Much to their chagrin, the section they are aggrieved by is still in the legal notice and no effort has been taken to address their grievance.

The Labour Code Wages (Notice of Intension to Submit Recommendations for Minimum Salary Wages 2024/2025 to the Minister) Notice, 2024, which was gazetted on 1 March 2024 reads: "An employee who has completed more than one year of continuous service with the same employer in the textile, clothing and leather manufacturing shall be entitled to receive six weeks paid maternity leave.

"An employee who has completed more than one year of continuous service with the same employer other than in the textile, clothing and leather manufacturing sector and private security sector, shall be entitled to receive six weeks paid maternity leave before confinement and six weeks paid maternity leave after confinement".

It continues to state that "an employee who has completed more than one year of continuous service with the same employer in the private security sector, shall be entitled to receive six week's paid maternity and benefits for all employees eligible for maternity leave, shall be limited to two confinements per employee during her employment with the same employer".

Mr Rathakane said the discrimination had resulted in the textile industry recording the highest rates of infant mortality. This, Mr Rathakane said, was because new mothers hurried to return to work "so that they can get paid and be able to feed their newborns".

He further noted that expectant mothers working in the textile sector, also delayed taking maternity leave because they could not afford to stay home on unpaid leave. Hence, they risked their lives and those of their unborn children.
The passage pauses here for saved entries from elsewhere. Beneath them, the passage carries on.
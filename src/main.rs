//! request-trace demo service.
//!
//! Serves a small catalog API with request and method tracing switched on
//! by config (`[tracing] enabled`) or `METHOD_TRACING_ENABLED`.
//!
//! # Architecture Overview
//!
//! ```text
//!   Client Request
//!   ──────────────▶ BoundaryLayer ──▶ TimeoutLayer ──▶ handlers ──▶ Catalog
//!                   (enter event)                                   (Tracer:
//!                                                                    method
//!   Client Response                                                  events)
//!   ◀────────────── BoundaryLayer ◀──────────────────────────────────┘
//!                   (exit event: status, elapsed ms)
//! ```

use std::path::PathBuf;

use clap::Parser;
use tokio::net::TcpListener;

use request_trace::config::{loader, validation, ConfigError};
use request_trace::observability::logging;
use request_trace::HttpServer;

#[derive(Parser)]
#[command(name = "request-trace")]
#[command(about = "Catalog API with request and method tracing", long_about = None)]
struct Cli {
    /// TOML config file; defaults apply when omitted.
    #[arg(short, long)]
    config: Option<PathBuf>,

    /// Override `listener.bind_address`.
    #[arg(short, long)]
    bind: Option<String>,

    /// Override `tracing.enabled`.
    #[arg(long)]
    tracing: Option<bool>,
}

#[tokio::main]
async fn main() -> Result<(), Box<dyn std::error::Error>> {
    let cli = Cli::parse();

    let mut config = loader::read_or_default(cli.config.as_deref())?;

    // Before the env override so its warnings are not lost.
    logging::init(&config.logging);

    loader::apply_env_overrides(&mut config, |key| std::env::var(key).ok());
    if let Some(bind) = cli.bind {
        config.listener.bind_address = bind;
    }
    if let Some(enabled) = cli.tracing {
        config.tracing.enabled = enabled;
    }
    validation::validate_config(&config).map_err(ConfigError::Validation)?;

    tracing::info!(
        bind_address = %config.listener.bind_address,
        tracing_enabled = config.tracing.enabled,
        request_timeout_secs = config.timeouts.request_secs,
        catalog_latency_ms = config.catalog.latency_ms,
        "Configuration loaded"
    );

    let listener = TcpListener::bind(&config.listener.bind_address).await?;
    let server = HttpServer::new(config);
    server.run(listener).await?;

    tracing::info!("Shutdown complete");
    Ok(())
}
"Women are all equal and childbirth is all the same. It makes no sense why women working in the textile sector are treated otherwise. This discriminatory law gives employers a platform to abuse workers," Mr Rathakane said.

"In December last year (2023) we had a meeting with the Prime Minister at the State House, and he promised that the legal notice would be amended before it can be published," he said.

Contacted for comment, Mr Mokhosi, said that maternity leave duration and payment decisions had been reached through collective bargaining.

He said different companies from different sectors came together and agreed on the duration for maternity leave, and how each sector would be able to pay its employees.

Mr Mokhosi said it was not easy to force employers to pay women for a certain period of maternity leave as that would not only compromise women in the workplace but would also result in employers preferring men over women because of the maternity leave issue.

"From the onset, the Labour Code did not provide for paid maternity leave, but collectively employers managed to ensure that the maternity leave is paid and even adjusted it from four weeks to six weeks," Mr Mokhosi said.

"However, now with the new law, the Labour Code Amendment Act 2024, which has just been passed, every company will be compelled to have a bargaining council which will negotiate issues relating but not limited to workers' salaries, well-being and sick leave payment and duration."